DATASET CONTENT Block Start

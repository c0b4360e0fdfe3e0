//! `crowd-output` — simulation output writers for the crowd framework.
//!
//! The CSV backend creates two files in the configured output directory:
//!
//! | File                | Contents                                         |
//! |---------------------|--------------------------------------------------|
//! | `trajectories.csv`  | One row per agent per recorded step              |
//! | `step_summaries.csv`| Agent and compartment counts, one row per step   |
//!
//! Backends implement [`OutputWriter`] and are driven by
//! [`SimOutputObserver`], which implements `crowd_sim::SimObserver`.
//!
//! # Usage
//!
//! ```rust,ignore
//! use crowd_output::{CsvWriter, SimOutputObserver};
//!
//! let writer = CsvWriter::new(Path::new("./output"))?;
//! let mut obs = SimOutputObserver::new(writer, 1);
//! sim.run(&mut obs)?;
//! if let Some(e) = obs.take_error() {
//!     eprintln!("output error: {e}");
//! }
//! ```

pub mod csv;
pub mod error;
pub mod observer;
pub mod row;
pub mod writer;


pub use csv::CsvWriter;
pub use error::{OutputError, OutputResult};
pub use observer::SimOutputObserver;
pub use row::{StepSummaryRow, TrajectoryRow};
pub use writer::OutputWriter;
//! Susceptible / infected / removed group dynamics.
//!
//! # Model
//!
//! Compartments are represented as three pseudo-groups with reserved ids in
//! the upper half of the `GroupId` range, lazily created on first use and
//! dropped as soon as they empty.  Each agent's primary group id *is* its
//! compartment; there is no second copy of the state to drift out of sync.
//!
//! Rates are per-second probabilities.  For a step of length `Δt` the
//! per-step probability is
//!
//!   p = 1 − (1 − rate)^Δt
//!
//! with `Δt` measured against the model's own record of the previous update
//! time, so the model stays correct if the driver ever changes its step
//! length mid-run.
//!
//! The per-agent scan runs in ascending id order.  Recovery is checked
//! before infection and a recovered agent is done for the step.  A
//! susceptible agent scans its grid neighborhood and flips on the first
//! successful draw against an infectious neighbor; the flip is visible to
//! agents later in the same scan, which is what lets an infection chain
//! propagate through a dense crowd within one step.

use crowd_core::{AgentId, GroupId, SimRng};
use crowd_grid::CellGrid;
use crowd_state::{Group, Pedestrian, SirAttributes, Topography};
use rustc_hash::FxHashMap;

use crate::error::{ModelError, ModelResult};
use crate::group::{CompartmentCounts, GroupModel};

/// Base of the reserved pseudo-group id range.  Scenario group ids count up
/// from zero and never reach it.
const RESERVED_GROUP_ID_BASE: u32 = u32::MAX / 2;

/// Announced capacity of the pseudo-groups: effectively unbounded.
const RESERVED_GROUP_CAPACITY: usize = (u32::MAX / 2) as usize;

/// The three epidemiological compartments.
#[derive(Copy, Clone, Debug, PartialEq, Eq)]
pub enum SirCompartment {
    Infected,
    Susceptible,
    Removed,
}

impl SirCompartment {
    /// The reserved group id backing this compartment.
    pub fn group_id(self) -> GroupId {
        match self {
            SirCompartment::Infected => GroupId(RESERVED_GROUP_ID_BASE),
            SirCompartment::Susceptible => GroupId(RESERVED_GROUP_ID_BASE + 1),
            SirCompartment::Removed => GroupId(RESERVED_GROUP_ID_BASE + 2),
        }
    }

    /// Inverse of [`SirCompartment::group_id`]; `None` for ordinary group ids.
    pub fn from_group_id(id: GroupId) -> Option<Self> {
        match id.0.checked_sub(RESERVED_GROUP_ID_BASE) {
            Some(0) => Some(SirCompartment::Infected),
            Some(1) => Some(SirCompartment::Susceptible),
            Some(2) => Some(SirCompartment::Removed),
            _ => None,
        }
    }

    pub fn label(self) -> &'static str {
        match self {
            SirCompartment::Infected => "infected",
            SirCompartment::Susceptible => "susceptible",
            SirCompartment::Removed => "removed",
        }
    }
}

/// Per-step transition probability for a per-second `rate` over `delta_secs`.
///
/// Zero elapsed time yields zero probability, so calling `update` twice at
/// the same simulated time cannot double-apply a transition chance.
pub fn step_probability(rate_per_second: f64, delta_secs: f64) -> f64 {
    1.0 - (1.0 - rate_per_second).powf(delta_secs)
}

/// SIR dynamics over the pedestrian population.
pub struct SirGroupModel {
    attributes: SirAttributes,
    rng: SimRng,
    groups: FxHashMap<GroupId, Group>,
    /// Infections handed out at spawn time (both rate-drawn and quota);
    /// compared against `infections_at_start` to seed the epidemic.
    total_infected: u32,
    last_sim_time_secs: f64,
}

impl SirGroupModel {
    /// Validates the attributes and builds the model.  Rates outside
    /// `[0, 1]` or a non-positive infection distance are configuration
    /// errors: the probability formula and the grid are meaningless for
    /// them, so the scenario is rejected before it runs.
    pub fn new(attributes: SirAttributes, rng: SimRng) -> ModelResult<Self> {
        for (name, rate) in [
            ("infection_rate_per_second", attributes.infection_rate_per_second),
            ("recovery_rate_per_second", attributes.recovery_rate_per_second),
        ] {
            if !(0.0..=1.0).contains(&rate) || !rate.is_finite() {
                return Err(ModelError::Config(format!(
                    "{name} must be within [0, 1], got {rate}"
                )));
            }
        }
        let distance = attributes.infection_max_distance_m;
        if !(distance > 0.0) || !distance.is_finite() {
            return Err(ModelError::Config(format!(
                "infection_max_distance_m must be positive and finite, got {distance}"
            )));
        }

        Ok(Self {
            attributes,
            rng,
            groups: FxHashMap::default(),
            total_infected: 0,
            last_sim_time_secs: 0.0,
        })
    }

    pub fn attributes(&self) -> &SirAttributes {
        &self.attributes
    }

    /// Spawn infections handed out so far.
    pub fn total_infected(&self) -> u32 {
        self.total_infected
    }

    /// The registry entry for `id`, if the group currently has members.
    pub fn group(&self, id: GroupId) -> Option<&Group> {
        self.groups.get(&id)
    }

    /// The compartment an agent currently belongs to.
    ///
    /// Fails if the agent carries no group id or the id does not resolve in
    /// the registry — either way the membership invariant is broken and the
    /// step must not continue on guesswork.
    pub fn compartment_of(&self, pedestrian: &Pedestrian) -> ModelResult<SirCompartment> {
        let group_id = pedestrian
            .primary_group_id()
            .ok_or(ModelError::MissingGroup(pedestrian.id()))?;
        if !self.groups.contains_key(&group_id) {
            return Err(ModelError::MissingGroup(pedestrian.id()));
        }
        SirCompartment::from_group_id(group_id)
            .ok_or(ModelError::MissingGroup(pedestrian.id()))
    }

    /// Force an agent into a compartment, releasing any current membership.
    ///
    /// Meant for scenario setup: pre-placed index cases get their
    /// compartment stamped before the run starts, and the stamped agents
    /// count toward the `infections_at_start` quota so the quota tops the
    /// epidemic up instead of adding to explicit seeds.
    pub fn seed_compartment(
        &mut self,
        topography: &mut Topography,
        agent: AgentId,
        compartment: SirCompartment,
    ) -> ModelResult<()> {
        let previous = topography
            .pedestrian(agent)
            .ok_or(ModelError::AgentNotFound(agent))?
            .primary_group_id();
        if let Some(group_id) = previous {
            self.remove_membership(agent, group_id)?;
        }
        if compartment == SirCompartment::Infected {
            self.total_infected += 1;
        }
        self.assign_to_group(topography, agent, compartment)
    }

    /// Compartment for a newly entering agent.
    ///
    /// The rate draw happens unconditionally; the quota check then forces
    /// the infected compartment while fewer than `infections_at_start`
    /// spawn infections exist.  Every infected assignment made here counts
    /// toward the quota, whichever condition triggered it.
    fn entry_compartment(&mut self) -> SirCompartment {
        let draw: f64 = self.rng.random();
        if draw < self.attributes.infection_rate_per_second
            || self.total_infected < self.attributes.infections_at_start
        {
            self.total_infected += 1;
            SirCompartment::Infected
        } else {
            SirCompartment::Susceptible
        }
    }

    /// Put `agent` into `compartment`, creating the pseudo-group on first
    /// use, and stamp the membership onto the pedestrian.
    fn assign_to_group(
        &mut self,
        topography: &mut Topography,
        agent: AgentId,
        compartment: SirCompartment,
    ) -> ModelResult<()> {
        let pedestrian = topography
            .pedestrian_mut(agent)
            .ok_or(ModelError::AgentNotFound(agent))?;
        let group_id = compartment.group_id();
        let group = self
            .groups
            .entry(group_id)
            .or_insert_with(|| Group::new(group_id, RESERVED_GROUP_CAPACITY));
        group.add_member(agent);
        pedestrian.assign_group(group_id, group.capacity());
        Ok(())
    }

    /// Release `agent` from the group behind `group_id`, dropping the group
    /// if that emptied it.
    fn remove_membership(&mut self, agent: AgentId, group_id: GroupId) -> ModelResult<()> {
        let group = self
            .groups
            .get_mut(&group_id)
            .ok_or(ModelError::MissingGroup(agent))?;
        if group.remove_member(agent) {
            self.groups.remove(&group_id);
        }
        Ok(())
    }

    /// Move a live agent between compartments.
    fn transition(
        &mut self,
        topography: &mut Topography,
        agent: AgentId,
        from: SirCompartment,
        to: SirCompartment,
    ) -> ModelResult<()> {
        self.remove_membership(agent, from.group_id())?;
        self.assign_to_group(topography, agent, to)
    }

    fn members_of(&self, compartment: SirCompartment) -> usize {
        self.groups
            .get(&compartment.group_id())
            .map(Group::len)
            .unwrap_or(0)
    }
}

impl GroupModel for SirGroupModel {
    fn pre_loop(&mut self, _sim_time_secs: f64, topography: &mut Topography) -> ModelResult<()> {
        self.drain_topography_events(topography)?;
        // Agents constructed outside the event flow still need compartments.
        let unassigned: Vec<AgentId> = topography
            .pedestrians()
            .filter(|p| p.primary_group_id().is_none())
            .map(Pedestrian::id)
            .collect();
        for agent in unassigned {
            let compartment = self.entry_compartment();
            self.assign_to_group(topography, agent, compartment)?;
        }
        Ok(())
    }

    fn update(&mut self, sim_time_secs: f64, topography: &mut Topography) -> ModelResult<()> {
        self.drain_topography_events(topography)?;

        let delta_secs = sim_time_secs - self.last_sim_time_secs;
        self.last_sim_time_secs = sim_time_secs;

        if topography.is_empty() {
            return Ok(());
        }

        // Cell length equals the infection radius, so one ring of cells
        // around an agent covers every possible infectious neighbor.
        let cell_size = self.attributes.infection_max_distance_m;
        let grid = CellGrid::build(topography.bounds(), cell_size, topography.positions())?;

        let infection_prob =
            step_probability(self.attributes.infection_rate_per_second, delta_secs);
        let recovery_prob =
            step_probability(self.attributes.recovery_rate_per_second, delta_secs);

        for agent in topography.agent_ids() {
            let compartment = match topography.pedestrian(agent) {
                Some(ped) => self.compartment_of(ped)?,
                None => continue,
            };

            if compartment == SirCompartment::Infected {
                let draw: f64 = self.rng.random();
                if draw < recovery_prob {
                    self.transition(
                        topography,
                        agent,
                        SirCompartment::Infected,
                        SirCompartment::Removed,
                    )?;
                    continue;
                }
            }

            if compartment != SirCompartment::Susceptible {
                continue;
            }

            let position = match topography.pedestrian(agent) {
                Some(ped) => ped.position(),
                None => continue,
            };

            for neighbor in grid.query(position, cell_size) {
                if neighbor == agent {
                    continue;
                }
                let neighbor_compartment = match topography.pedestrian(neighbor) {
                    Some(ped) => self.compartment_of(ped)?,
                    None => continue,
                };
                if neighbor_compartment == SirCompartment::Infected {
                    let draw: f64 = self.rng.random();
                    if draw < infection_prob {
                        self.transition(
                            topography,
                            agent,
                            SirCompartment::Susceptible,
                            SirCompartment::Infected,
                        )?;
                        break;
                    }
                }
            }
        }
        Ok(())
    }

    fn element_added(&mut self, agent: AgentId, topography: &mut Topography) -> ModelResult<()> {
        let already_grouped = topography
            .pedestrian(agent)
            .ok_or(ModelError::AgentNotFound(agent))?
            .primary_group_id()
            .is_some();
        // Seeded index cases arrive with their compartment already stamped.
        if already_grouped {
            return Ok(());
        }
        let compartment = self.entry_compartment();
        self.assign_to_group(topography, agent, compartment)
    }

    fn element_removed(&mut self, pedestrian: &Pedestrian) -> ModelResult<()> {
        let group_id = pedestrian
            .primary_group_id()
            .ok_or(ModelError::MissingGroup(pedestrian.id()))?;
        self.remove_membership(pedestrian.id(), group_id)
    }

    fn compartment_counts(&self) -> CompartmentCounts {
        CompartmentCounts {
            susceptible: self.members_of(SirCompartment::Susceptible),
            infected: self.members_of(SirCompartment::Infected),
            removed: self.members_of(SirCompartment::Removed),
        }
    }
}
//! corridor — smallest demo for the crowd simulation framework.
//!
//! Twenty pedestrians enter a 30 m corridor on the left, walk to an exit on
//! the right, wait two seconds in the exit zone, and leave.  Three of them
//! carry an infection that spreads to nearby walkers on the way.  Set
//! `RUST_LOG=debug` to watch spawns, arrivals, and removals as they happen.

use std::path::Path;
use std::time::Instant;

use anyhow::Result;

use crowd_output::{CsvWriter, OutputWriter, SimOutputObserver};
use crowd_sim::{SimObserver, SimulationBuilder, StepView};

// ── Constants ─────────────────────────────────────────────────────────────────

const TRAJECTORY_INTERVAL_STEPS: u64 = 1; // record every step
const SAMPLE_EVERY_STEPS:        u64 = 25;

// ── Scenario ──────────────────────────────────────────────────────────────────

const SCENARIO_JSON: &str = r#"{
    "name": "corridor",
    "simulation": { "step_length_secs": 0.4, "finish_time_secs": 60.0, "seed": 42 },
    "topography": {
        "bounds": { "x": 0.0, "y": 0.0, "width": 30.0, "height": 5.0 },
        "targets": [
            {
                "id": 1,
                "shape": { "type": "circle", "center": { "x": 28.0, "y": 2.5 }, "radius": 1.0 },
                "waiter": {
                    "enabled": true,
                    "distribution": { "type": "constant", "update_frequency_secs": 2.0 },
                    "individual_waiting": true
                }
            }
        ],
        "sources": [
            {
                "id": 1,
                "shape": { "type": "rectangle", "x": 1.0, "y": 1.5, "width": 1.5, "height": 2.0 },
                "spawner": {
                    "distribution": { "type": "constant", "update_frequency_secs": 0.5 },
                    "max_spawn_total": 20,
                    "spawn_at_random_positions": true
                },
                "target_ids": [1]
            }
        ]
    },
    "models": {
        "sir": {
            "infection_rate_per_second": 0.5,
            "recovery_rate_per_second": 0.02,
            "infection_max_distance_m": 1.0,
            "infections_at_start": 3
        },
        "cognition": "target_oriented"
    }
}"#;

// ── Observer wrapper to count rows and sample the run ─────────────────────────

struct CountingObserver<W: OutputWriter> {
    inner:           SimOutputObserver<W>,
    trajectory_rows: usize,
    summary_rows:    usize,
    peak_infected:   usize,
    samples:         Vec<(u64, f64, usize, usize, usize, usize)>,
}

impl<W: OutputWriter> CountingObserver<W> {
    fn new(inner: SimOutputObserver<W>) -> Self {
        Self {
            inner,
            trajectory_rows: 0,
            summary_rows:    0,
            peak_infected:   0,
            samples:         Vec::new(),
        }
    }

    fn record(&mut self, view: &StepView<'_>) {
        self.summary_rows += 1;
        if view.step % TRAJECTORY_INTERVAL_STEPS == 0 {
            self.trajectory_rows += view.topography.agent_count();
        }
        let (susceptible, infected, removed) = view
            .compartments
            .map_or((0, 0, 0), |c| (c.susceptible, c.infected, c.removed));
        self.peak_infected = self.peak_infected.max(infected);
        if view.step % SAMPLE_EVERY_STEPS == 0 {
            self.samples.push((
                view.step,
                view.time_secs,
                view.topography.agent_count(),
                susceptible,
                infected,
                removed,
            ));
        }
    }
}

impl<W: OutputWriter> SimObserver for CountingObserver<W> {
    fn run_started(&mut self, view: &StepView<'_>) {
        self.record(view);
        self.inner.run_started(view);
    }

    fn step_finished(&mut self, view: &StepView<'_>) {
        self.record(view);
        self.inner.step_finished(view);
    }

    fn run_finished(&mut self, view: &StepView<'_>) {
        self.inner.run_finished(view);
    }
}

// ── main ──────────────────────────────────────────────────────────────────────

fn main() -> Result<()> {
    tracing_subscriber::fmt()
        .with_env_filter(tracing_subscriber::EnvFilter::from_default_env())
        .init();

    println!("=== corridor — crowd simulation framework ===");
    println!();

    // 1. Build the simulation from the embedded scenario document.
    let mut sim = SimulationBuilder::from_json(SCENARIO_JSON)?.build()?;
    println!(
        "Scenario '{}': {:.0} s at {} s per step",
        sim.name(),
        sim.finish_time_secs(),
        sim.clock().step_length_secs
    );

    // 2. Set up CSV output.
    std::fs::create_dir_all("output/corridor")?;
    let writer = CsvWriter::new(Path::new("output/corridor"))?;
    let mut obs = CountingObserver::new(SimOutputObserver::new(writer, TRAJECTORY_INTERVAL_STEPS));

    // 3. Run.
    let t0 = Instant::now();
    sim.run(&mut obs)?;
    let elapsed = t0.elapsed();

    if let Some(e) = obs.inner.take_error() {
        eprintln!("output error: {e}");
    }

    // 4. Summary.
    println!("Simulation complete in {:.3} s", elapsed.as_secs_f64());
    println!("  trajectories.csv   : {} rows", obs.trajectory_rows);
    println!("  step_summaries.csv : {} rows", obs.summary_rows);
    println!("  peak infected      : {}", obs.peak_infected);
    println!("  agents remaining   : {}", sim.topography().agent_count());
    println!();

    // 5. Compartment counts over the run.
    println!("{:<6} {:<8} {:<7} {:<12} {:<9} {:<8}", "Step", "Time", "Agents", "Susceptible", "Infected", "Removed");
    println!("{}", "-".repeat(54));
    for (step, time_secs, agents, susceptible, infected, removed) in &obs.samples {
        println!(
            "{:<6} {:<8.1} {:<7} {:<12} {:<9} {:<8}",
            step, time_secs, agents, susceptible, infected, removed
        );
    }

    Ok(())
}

DATASET CONTENT Block End

### EXERCISE OBJECTIVE
Please show every line of the records that holds the word "must".

### WRITTEN REPLY
                    "{name} must be within [0, 1], got {rate}"
                "infection_max_distance_m must be positive and finite, got {distance}"
    /// step must not continue on guesswork.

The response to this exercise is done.